• **Your assignment**:
The data beneath this task is to be duplicated exactly, in its entirety.

Stored data
==============================

mod cli;
mod scene_file;

use std::sync::Arc;
use std::time::Instant;

use anyhow::{Context, Result};
use clap::Parser;
use log::{info, LevelFilter};
use lumen_math::Color;
use lumen_renderer::{BasicRayTracer, ImageWriter};

use cli::Args;
use scene_file::SceneFile;

/// Rendered when no scene file is given
const DEMO_SCENE: &str = include_str!("../../../scenes/mirrors.json");

fn main() -> Result<()> {
    let args = Args::parse();

    let mut logger = env_logger::Builder::new();
    logger.filter_level(LevelFilter::Info).parse_default_env();
    if let Some(level) = args.log_level {
        logger.filter_level(level.into());
    }
    logger.init();

    let desc = match &args.scene {
        Some(path) => SceneFile::load(path)?,
        None => {
            info!("No scene file given, rendering the built-in demo");
            SceneFile::from_json(DEMO_SCENE)?
        }
    };

    let start = Instant::now();
    let scene = desc.build_scene()?;
    info!(
        "Scene '{}' built in {:?}: {} geometries, {} lights",
        scene.name,
        start.elapsed(),
        scene.geometries.len(),
        scene.lights.len()
    );

    let mut camera = desc
        .build_camera()?
        .with_threads(args.threads)
        .with_ray_tracer(Arc::new(BasicRayTracer::new(Arc::new(scene))));
    if let Some(samples) = args.anti_aliasing {
        camera = camera.with_anti_aliasing(true, samples);
    }

    let [nx, ny] = desc.resolution;
    let mut image = ImageWriter::new(&desc.name, nx, ny);
    camera
        .render_image(&mut image)
        .with_context(|| format!("failed to render '{}'", desc.name))?;

    if let Some(interval) = args.grid {
        camera.print_grid(&mut image, interval, Color::new(255.0, 255.0, 255.0));
    }

    let path = image
        .write_to_file(&args.output)
        .with_context(|| format!("failed to save image to {}", args.output.display()))?;
    println!("Saved {}", path.display());
    Ok(())
}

==============================

• **Solution to the problem**:
mod cli;
mod scene_file;

use std::sync::Arc;
use std::time::Instant;

use anyhow::{Context, Result};
use clap::Parser;
use log::{info, LevelFilter};
use lumen_math::Color;
use lumen_renderer::{BasicRayTracer, ImageWriter};

use cli::Args;
use scene_file::SceneFile;

/// Rendered when no scene file is given
const DEMO_SCENE: &str = include_str!("../../../scenes/mirrors.json");

fn main() -> Result<()> {
    let args = Args::parse();

    let mut logger = env_logger::Builder::new();
    logger.filter_level(LevelFilter::Info).parse_default_env();
    if let Some(level) = args.log_level {
        logger.filter_level(level.into());
    }
    logger.init();

    let desc = match &args.scene {
        Some(path) => SceneFile::load(path)?,
        None => {
            info!("No scene file given, rendering the built-in demo");
            SceneFile::from_json(DEMO_SCENE)?
        }
    };

    let start = Instant::now();
    let scene = desc.build_scene()?;
    info!(
        "Scene '{}' built in {:?}: {} geometries, {} lights",
        scene.name,
        start.elapsed(),
        scene.geometries.len(),
        scene.lights.len()
    );

    let mut camera = desc
        .build_camera()?
        .with_threads(args.threads)
        .with_ray_tracer(Arc::new(BasicRayTracer::new(Arc::new(scene))));
    if let Some(samples) = args.anti_aliasing {
        camera = camera.with_anti_aliasing(true, samples);
    }

    let [nx, ny] = desc.resolution;
    let mut image = ImageWriter::new(&desc.name, nx, ny);
    camera
        .render_image(&mut image)
        .with_context(|| format!("failed to render '{}'", desc.name))?;

    if let Some(interval) = args.grid {
        camera.print_grid(&mut image, interval, Color::new(255.0, 255.0, 255.0));
    }

    let path = image
        .write_to_file(&args.output)
        .with_context(|| format!("failed to save image to {}", args.output.display()))?;
    println!("Saved {}", path.display());
    Ok(())
}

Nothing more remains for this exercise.